Oui. En 2004, je suis venu au Bénin, mais ce fut très bref. Pour des raisons administratives, nous n’avions pas pu finaliser un contrat d’engagement triparti. Quelques mois après je m’engageais avec la Guinée. Le Benin est une Nation, une terre de football. Mais pour progresser inévitablement, la Fédération est tributaire des moyens que l’Etat souhaite donner pour son développement. Dans la presse nationale et internationale, j’ai lu de nombreux articles sur les volontés de Monsieur Patrice Talon, Président de la République du Bénin, de donner à la jeunesse et au peuple béninois plus de moyens en  infrastructures et  également  d’apporter son soutien pour le développement du sport. Ainsi, pour un sélectionneur,  savoir que sa Fédération est soutenue par l’Etat, c’est une des clefs pour réussir sa mission. Je suis le football Béninois depuis de longues années. D’ailleurs, en 2004, lors de la première qualification à la CAN  en Tunisie, j’étais présent. D’ailleurs, c’est après cette CAN que la promotion des joueurs béninois commença à s’accentuer. C’est ainsi que Stéphane SESSEGNON quitta les Requins de l’Atlantique  pour signer à Créteil en France et faire la brillante carrière qu’on lui connait. Ensuite, le Bénin a réussi à enchainer les participations à la CAN, puis depuis 2010, il y a un petit blocage. Le  Bénin est une sélection qui est capable de rivaliser avec les meilleures sélections africaines mais pour gratifier ce potentiel, j’ai mes idées. Je reste convaincu qu’en travaillant avec les joueurs locaux et les sélections de jeunes, je pourrai les aider à valider leur promotion.
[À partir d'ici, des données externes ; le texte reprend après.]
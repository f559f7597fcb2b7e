//! I/O helper utilities.
//!
//! Small adapters that enrich io::Error with the operation, the path and an
//! actionable hint, for use with `map_err` in anyhow and io code paths alike.
//!
//! Usage:
//!   fs::create_dir_all(dir).map_err(io_error_with_help("create dir", dir))?;
//!   fs::rename(a, b).map_err(relocation_error("rename", a))?;

use anyhow::anyhow;
use std::io;
use std::path::Path;

use crate::errors::ReorgError;

/// Hint keyed on the raw OS error code.
#[cfg(unix)]
fn os_hint(code: i32) -> Option<&'static str> {
    let hint = match code {
        libc::EACCES | libc::EPERM => "permission denied; check ownership of the release tree",
        libc::EXDEV => "cross-filesystem; rename not possible, a copy is required",
        libc::EBUSY => "resource busy; is another process using the tree?",
        libc::ENOENT => "path not found; verify it exists",
        libc::EEXIST => "already exists",
        libc::ENOTEMPTY => "directory not empty",
        libc::ENOSPC => "insufficient space on device",
        libc::EROFS => "read-only filesystem; cannot write here",
        libc::ELOOP => "too many symbolic link levels (ELOOP); possible symlink cycle",
        libc::ENAMETOOLONG => "filename or path too long",
        libc::EMFILE => "process file descriptor limit reached",
        libc::ENFILE => "system-wide file table overflow",
        _ => return None,
    };
    Some(hint)
}

#[cfg(not(unix))]
fn os_hint(_code: i32) -> Option<&'static str> {
    None
}

fn kind_hint(kind: io::ErrorKind) -> Option<&'static str> {
    match kind {
        io::ErrorKind::PermissionDenied => Some("permission denied; check ownership of the release tree"),
        io::ErrorKind::NotFound => Some("path not found; verify it exists"),
        io::ErrorKind::AlreadyExists => Some("already exists"),
        io::ErrorKind::WouldBlock | io::ErrorKind::TimedOut => Some("busy/timed out; retry later"),
        _ => None,
    }
}

/// `"<op> '<path>': <error> — <hint> [os code: N]"`
pub(crate) fn build_message(op: &str, path: &Path, e: &io::Error) -> String {
    let mut msg = format!("{} '{}': {}", op, path.display(), e);
    match e.raw_os_error() {
        Some(code) => {
            if let Some(h) = os_hint(code) {
                msg.push_str(" — ");
                msg.push_str(h);
            }
            msg.push_str(&format!(" [os code: {}]", code));
        }
        None => {
            if let Some(h) = kind_hint(e.kind()) {
                msg.push_str(" — ");
                msg.push_str(h);
            }
        }
    }
    msg
}

/// Adapter for anyhow::Result code.
pub fn io_error_with_help<'a>(
    op: &'a str,
    path: &'a Path,
) -> impl FnOnce(io::Error) -> anyhow::Error + 'a {
    move |e: io::Error| anyhow!(build_message(op, path, &e))
}

/// Adapter for io::Result code; keeps the original ErrorKind.
pub fn io_error_with_help_io<'a>(
    op: &'a str,
    path: &'a Path,
) -> impl FnOnce(io::Error) -> io::Error + 'a {
    move |e: io::Error| io::Error::new(e.kind(), build_message(op, path, &e))
}

/// Adapter producing a typed [`ReorgError::Relocation`].
pub fn relocation_error<'a>(
    op: &'static str,
    path: &'a Path,
) -> impl FnOnce(io::Error) -> ReorgError + 'a {
    move |e: io::Error| ReorgError::Relocation {
        op,
        path: path.to_path_buf(),
        message: build_message(op, path, &e),
    }
}

#[cfg(test)]
mod tests {
    use super::*;

    #[test]
    fn relocation_error_carries_op_and_path() {
        let p = Path::new("/ftp/species/x");
        let err = relocation_error("rename", p)(io::Error::from(io::ErrorKind::NotFound));
        match err {
            ReorgError::Relocation { op, path, message } => {
                assert_eq!(op, "rename");
                assert_eq!(path, p);
                assert!(message.contains("path not found"));
            }
            other => panic!("unexpected error: {other:?}"),
        }
    }
}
Pourquoi avez-vous récemment décliné l’offre du Soudan ?

Lorsque je m’engage pour une nation au poste de sélectionneur, j’ai besoin de sentir de la part des entités de l’ambition à moyen terme et long terme et de connaitre précisément les objectifs de ma mission ainsi que les moyens que j’aurai à ma disposition. Ce fut ma décision et je souhaite bonne chance au Soudan dans les compétitions à venir.

Vous avez fait vos preuves un peu partout dans le monde, notamment sur quatre continents et quatre confédérations, UEFA, CAF, COMMEBOL, AFC…

Pour durer dans le métier et encore plus dans l’expatriation (cela fait 18 ans que je manage à l’étranger) il faut inévitablement des résultats probants en prenant en compte les effectifs et les moyens que l’entraineur; le sélectionneur a à sa disposition. Dernièrement, j’ai découvert le football d’Amérique du Sud en qualifiant Haïti pour la première fois à la Copa America centenario. C’était un rêve, une reconnaissance  pour le peuple haïtien, que d’y participer. Haïti à jouer contre le Pérou, le Brésil et l’Equateur. Adorant l’humanité, l’humain, mon métier en est l’essence. De ce fait, j’assimile très vite les cultures de chaque pays et prends un plaisir immense dans mon métier.

Que retenez-vous de votre parcours en Afrique, précisément en Mauritanie, Rd Congo et Guinée ?

L’Afrique est un continent ou j’apprécie certes manager les équipes, mais aussi y vivre sur place  en communion avec le peuple. En Mauritanie, à mon arrivée, l’équipe était 206ème mondial. J’ai dû bâtir, travailler en profondeur, persuader les joueurs et mon entourage qu’à force de travail méthodique et en se structurant, le pays aurait sa place avec les meilleurs. J’ai qualifié la Mauritanie pour son premier CHAN en Afrique du Sud, mais aussi une de mes satisfactions et de voire le football Mauritanien s’inscrire en termes de performance et de développement sur la durée. En Rd Congo, l’équipe A  était composée de 6 à 7 joueurs locaux. La RD Congo remporta la 1er Edition du Chan en Côte d’Ivoire. En Guinée, j’ai pris la sélection à la 92ème place mondiale, lorsque j’ai quitté elle était 22ème au classement mondial. De ce parcours, j’en garde des souvenirs sportifs, humains inoubliables. Mais je  reste humble car un technicien ne réussit rien seul ….C’est ma certitude ! Et c’est vrai dans tous les pays où j’y ai coaché. Le soutien des Etats associés aux fédérations fut des encrages essentiels pour marquer mes passages.

Beaucoup d’entraineurs expatriés s’accrochent au salaire. Vous êtes aussi exigeant à cet effet ?

Ma réflexion est d’abord guidée par le projet défini par les autorités, la passion qui m’anime pour le mener à bien et une réelle volonté de réussir avec les Ecureuils. L’aspect financier découle d’une simple volonté des trois parties.